■ **TASK TO COMPLETE**
Which lines in the records below include the word "Upstream"? Report each of them in full.

■ **MATERIAL SUPPLIED**

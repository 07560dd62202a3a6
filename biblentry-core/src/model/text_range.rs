use serde::{Deserialize, Serialize};

/// Represents a range of visible text by character offsets
#[derive(Debug, Clone, Copy, Serialize, Deserialize, PartialEq, Eq, Hash)]
#[serde(rename_all = "camelCase")]
pub struct TextRange {
    pub start_offset: usize,
    pub end_offset: usize,
}

impl TextRange {
    pub fn new(start: usize, end: usize) -> Self {
        Self {
            start_offset: start.min(end),
            end_offset: start.max(end),
        }
    }

    pub fn caret(offset: usize) -> Self {
        Self::new(offset, offset)
    }

    pub fn len(&self) -> usize {
        self.end_offset - self.start_offset
    }

    pub fn is_collapsed(&self) -> bool {
        self.start_offset == self.end_offset
    }

    /// Check if this range contains the given offset
    pub fn contains(&self, offset: usize) -> bool {
        offset >= self.start_offset && offset < self.end_offset
    }

    /// Check if `other` lies entirely within this range
    pub fn encloses(&self, other: &TextRange) -> bool {
        other.start_offset >= self.start_offset && other.end_offset <= self.end_offset
    }

    pub fn overlaps(&self, other: &TextRange) -> bool {
        self.start_offset < other.end_offset && other.start_offset < self.end_offset
    }
}

/// Which side of a boundary a position belongs to.
///
/// An offset sitting between two text nodes is ambiguous: `Downstream`
/// resolves it to the node that starts there, `Upstream` to the node that
/// ends there.
#[derive(Debug, Clone, Copy, PartialEq, Eq)]
pub enum Affinity {
    Upstream,
    Downstream,
}

/// Edge of a selection used when collapsing it
#[derive(Debug, Clone, Copy, PartialEq, Eq)]
pub enum Edge {
    Start,
    End,
}

/// Live selection over document coordinates
#[derive(Debug, Clone, Copy, Serialize, Deserialize, PartialEq, Eq)]
#[serde(rename_all = "camelCase")]
pub struct Selection {
    pub anchor_offset: usize,
    pub focus_offset: usize,
}

impl Selection {
    pub fn new(anchor: usize, focus: usize) -> Self {
        Self {
            anchor_offset: anchor,
            focus_offset: focus,
        }
    }

    pub fn caret(offset: usize) -> Self {
        Self::new(offset, offset)
    }

    pub fn is_collapsed(&self) -> bool {
        self.anchor_offset == self.focus_offset
    }

    pub fn range(&self) -> TextRange {
        TextRange::new(self.anchor_offset, self.focus_offset)
    }

    pub fn collapsed_to(&self, edge: Edge) -> Self {
        let range = self.range();
        match edge {
            Edge::Start => Self::caret(range.start_offset),
            Edge::End => Self::caret(range.end_offset),
        }
    }

    /// Clamp both ends into a document of `len` characters
    pub fn clamped(&self, len: usize) -> Self {
        Self::new(self.anchor_offset.min(len), self.focus_offset.min(len))
    }
}

impl From<TextRange> for Selection {
    fn from(range: TextRange) -> Self {
        Self::new(range.start_offset, range.end_offset)
    }
}

/// Restorable reference to a selection.
///
/// Stays valid across edits that only restructure markup. If the visible
/// text length changed in between, restoring clamps into the new document.
#[derive(Debug, Clone, Copy, PartialEq, Eq)]
pub struct Bookmark {
    pub(crate) selection: Selection,
    pub(crate) text_len: usize,
}

impl Bookmark {
    pub(crate) fn new(selection: Selection, text_len: usize) -> Self {
        Self {
            selection,
            text_len,
        }
    }

    pub fn selection(&self) -> Selection {
        self.selection
    }

    /// Whether a document of `text_len` characters can take this bookmark back unchanged
    pub fn fits(&self, text_len: usize) -> bool {
        self.text_len == text_len
    }
}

■ **OUTPUT**
/// resolves it to the node that starts there, `Upstream` to the node that
    Upstream,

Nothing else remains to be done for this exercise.